→ Task goal: For every line in the data below, check for the word "existing", then state how many lines have it. Answer with the number only.
------------------------------
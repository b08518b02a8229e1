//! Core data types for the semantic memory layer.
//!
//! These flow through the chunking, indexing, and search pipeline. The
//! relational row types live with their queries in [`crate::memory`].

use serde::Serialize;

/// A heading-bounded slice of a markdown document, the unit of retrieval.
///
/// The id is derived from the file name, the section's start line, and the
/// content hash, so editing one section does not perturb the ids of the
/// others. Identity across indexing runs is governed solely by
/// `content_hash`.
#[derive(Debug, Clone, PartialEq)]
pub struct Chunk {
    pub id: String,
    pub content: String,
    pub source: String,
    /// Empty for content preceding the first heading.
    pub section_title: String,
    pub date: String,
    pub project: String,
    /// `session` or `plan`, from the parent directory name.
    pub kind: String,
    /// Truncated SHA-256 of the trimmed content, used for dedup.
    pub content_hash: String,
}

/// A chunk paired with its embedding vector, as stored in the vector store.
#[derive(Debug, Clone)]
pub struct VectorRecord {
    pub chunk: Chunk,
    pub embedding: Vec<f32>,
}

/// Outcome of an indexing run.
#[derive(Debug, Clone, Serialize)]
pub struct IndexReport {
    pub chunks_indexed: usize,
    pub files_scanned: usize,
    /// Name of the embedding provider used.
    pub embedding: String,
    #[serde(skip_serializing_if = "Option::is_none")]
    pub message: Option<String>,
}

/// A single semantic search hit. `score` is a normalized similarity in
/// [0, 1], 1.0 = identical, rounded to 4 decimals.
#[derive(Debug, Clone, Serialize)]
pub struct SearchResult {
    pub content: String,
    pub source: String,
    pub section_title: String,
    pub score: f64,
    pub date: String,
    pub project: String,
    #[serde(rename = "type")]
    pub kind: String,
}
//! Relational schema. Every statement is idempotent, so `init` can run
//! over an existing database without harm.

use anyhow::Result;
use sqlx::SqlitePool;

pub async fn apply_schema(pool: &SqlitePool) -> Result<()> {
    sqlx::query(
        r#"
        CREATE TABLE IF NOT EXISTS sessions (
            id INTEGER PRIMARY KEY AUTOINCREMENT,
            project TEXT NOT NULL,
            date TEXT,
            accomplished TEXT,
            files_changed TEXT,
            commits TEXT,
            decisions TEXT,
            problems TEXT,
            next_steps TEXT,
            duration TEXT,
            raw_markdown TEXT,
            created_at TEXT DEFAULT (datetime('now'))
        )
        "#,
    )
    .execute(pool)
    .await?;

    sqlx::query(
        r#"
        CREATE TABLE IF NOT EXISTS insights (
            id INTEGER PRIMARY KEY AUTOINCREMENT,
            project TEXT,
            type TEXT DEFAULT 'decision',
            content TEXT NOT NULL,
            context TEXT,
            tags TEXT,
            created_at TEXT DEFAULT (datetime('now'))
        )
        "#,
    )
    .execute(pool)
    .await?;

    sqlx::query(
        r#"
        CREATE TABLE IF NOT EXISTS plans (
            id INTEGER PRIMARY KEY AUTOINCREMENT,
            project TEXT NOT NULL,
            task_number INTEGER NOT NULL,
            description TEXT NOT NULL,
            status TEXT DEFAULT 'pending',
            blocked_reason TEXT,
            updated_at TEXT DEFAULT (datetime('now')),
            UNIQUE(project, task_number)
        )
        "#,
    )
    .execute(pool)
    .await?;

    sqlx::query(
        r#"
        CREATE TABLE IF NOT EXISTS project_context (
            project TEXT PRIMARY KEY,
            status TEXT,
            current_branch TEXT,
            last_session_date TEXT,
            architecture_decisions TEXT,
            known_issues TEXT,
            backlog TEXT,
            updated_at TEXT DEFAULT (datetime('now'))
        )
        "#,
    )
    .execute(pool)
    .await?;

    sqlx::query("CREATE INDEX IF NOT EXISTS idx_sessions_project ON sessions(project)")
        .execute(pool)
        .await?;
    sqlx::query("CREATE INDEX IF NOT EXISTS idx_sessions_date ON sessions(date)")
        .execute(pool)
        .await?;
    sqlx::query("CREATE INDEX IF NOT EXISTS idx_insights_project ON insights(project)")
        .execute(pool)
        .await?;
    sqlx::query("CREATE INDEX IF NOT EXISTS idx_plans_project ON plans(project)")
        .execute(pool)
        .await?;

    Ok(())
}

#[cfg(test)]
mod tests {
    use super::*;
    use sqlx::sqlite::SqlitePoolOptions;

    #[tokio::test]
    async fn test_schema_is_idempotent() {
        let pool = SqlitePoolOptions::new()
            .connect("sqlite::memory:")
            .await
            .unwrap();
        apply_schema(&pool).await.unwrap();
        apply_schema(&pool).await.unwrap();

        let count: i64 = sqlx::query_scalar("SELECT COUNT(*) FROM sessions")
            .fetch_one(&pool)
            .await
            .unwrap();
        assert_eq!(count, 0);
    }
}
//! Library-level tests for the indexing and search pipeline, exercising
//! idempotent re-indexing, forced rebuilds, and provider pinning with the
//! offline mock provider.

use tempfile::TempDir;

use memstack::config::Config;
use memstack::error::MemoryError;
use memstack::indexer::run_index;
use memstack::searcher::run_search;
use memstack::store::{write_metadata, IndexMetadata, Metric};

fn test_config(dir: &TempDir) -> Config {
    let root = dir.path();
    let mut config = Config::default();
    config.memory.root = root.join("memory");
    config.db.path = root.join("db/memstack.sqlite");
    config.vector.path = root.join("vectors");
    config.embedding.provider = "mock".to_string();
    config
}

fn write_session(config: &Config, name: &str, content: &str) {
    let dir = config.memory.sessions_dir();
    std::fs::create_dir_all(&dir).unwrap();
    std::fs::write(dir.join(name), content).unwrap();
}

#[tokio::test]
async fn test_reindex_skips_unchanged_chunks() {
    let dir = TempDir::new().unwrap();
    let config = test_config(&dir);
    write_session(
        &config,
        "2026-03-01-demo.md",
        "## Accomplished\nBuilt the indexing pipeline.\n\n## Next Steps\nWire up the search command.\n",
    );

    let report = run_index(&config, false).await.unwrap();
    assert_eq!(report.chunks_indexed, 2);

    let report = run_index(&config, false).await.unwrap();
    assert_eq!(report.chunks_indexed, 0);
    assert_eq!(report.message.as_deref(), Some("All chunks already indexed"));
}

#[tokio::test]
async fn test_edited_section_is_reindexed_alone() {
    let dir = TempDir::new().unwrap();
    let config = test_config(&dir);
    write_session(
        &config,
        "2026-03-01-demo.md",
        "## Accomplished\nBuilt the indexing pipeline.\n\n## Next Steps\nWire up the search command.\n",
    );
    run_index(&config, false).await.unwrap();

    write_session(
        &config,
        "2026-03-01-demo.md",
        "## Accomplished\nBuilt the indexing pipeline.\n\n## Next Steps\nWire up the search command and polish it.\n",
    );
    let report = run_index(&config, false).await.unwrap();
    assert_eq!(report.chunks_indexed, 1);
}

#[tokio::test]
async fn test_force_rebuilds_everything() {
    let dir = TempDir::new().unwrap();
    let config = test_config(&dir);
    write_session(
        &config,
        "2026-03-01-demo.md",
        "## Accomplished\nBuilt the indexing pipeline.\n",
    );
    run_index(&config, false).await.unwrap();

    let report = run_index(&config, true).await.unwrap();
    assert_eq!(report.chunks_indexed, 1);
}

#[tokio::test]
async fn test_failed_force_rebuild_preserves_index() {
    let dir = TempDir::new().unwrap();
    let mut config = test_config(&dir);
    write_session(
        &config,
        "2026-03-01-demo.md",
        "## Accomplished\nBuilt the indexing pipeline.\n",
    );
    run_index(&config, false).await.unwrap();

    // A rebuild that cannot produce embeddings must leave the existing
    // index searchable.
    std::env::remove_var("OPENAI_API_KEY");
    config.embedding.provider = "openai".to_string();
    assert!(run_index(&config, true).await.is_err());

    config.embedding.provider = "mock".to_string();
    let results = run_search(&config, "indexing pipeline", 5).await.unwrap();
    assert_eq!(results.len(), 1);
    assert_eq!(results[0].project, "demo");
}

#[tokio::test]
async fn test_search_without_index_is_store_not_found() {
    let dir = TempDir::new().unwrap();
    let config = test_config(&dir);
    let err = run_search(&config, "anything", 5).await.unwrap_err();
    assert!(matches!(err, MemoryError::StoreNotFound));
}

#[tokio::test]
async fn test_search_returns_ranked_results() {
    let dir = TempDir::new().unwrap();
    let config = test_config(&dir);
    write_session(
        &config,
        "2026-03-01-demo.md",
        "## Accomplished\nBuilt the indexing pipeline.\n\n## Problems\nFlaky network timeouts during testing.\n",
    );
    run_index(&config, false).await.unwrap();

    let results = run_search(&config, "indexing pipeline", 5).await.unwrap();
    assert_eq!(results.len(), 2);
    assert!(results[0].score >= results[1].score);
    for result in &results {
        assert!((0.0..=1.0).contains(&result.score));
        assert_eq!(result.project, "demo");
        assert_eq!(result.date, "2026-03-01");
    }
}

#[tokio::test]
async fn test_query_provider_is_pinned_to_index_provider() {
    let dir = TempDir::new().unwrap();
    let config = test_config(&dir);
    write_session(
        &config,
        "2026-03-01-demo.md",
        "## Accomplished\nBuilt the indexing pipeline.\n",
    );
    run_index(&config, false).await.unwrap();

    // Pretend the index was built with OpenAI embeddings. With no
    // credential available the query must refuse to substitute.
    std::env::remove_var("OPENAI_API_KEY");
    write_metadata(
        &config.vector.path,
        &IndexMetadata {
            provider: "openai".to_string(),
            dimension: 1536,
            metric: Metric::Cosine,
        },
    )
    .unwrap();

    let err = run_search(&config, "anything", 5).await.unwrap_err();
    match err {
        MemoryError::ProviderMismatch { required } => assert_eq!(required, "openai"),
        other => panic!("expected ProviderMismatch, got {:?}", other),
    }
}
------------------------------
→ Response area: 2